▸ RAW DATA:
--
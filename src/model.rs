use chrono::{DateTime, Utc};
use serde::Serialize;

/// A model representing a single user.
///
/// Use this when fetching from the database and returning to the client.
/// The `password_hash` field is not serialized to the client.
#[derive(Debug, Serialize, sqlx::FromRow)]
pub struct User {
	pub id: i64,
	pub username: String,
	#[serde(skip_serializing)]
	pub password_hash: String,
	pub created_at: DateTime<Utc>,
}

/// A topic group. Groups are created out of band and never change once
/// posts reference them.
#[derive(Debug, Serialize, sqlx::FromRow)]
pub struct Group {
	pub id: i64,
	pub title: String,
	pub slug: String,
	pub description: String,
}

/// The public author fields embedded in posts and comments.
#[derive(Debug, Serialize, sqlx::FromRow)]
pub struct Author {
	pub id: i64,
	pub username: String,
}

/// A post row joined with its author and optional group.
#[derive(Debug, sqlx::FromRow)]
pub struct PostRow {
	pub id: i64,
	pub text: String,
	pub pub_date: DateTime<Utc>,
	pub image: Option<String>,
	pub author_id: i64,
	pub author_username: String,
	pub group_id: Option<i64>,
	pub group_title: Option<String>,
	pub group_slug: Option<String>,
}

/// A single post as returned to the client.
#[derive(Debug, Serialize)]
pub struct Post {
	pub id: i64,
	pub text: String,
	pub pub_date: DateTime<Utc>,
	pub image: Option<String>,
	pub author: Author,
	pub group: Option<PostGroup>,
}

/// The group fields embedded in a post.
#[derive(Debug, Serialize)]
pub struct PostGroup {
	pub id: i64,
	pub title: String,
	pub slug: String,
}

impl From<PostRow> for Post {
	fn from(row: PostRow) -> Self {
		let group = match (row.group_id, row.group_title, row.group_slug) {
			(Some(id), Some(title), Some(slug)) => Some(PostGroup { id, title, slug }),
			_ => None,
		};

		Self {
			id: row.id,
			text: row.text,
			pub_date: row.pub_date,
			image: row.image,
			author: Author {
				id: row.author_id,
				username: row.author_username,
			},
			group,
		}
	}
}

/// A comment row joined with its author.
#[derive(Debug, sqlx::FromRow)]
pub struct CommentRow {
	pub id: i64,
	pub text: String,
	pub created: DateTime<Utc>,
	pub author_id: i64,
	pub author_username: String,
}

/// A single comment as returned to the client.
#[derive(Debug, Serialize)]
pub struct Comment {
	pub id: i64,
	pub text: String,
	pub created: DateTime<Utc>,
	pub author: Author,
}

impl From<CommentRow> for Comment {
	fn from(row: CommentRow) -> Self {
		Self {
			id: row.id,
			text: row.text,
			created: row.created,
			author: Author {
				id: row.author_id,
				username: row.author_username,
			},
		}
	}
}
pub mod auth;
pub mod posts;
pub mod profile;

use crate::Error;

/// Fallback for paths outside the routing table.
pub async fn not_found() -> Error {
	Error::NotFound("page")
}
--
▸ WORK ITEM: Retype the records above exactly, so that no line differs from its source.

▸ ANSWER TO THIS PROBLEM:
filename src/model.rs
use chrono::{DateTime, Utc};
use serde::Serialize;

/// A model representing a single user.
///
/// Use this when fetching from the database and returning to the client.
/// The `password_hash` field is not serialized to the client.
#[derive(Debug, Serialize, sqlx::FromRow)]
pub struct User {
	pub id: i64,
	pub username: String,
	#[serde(skip_serializing)]
	pub password_hash: String,
	pub created_at: DateTime<Utc>,
}

/// A topic group. Groups are created out of band and never change once
/// posts reference them.
#[derive(Debug, Serialize, sqlx::FromRow)]
pub struct Group {
	pub id: i64,
	pub title: String,
	pub slug: String,
	pub description: String,
}

/// The public author fields embedded in posts and comments.
#[derive(Debug, Serialize, sqlx::FromRow)]
pub struct Author {
	pub id: i64,
	pub username: String,
}

/// A post row joined with its author and optional group.
#[derive(Debug, sqlx::FromRow)]
pub struct PostRow {
	pub id: i64,
	pub text: String,
	pub pub_date: DateTime<Utc>,
	pub image: Option<String>,
	pub author_id: i64,
	pub author_username: String,
	pub group_id: Option<i64>,
	pub group_title: Option<String>,
	pub group_slug: Option<String>,
}

/// A single post as returned to the client.
#[derive(Debug, Serialize)]
pub struct Post {
	pub id: i64,
	pub text: String,
	pub pub_date: DateTime<Utc>,
	pub image: Option<String>,
	pub author: Author,
	pub group: Option<PostGroup>,
}

/// The group fields embedded in a post.
#[derive(Debug, Serialize)]
pub struct PostGroup {
	pub id: i64,
	pub title: String,
	pub slug: String,
}

impl From<PostRow> for Post {
	fn from(row: PostRow) -> Self {
		let group = match (row.group_id, row.group_title, row.group_slug) {
			(Some(id), Some(title), Some(slug)) => Some(PostGroup { id, title, slug }),
			_ => None,
		};

		Self {
			id: row.id,
			text: row.text,
			pub_date: row.pub_date,
			image: row.image,
			author: Author {
				id: row.author_id,
				username: row.author_username,
			},
			group,
		}
	}
}

/// A comment row joined with its author.
#[derive(Debug, sqlx::FromRow)]
pub struct CommentRow {
	pub id: i64,
	pub text: String,
	pub created: DateTime<Utc>,
	pub author_id: i64,
	pub author_username: String,
}

/// A single comment as returned to the client.
#[derive(Debug, Serialize)]
pub struct Comment {
	pub id: i64,
	pub text: String,
	pub created: DateTime<Utc>,
	pub author: Author,
}

impl From<CommentRow> for Comment {
	fn from(row: CommentRow) -> Self {
		Self {
			id: row.id,
			text: row.text,
			created: row.created,
			author: Author {
				id: row.author_id,
				username: row.author_username,
			},
		}
	}
}
pub mod auth;
pub mod posts;
pub mod profile;

use crate::Error;

/// Fallback for paths outside the routing table.
pub async fn not_found() -> Error {
	Error::NotFound("page")
}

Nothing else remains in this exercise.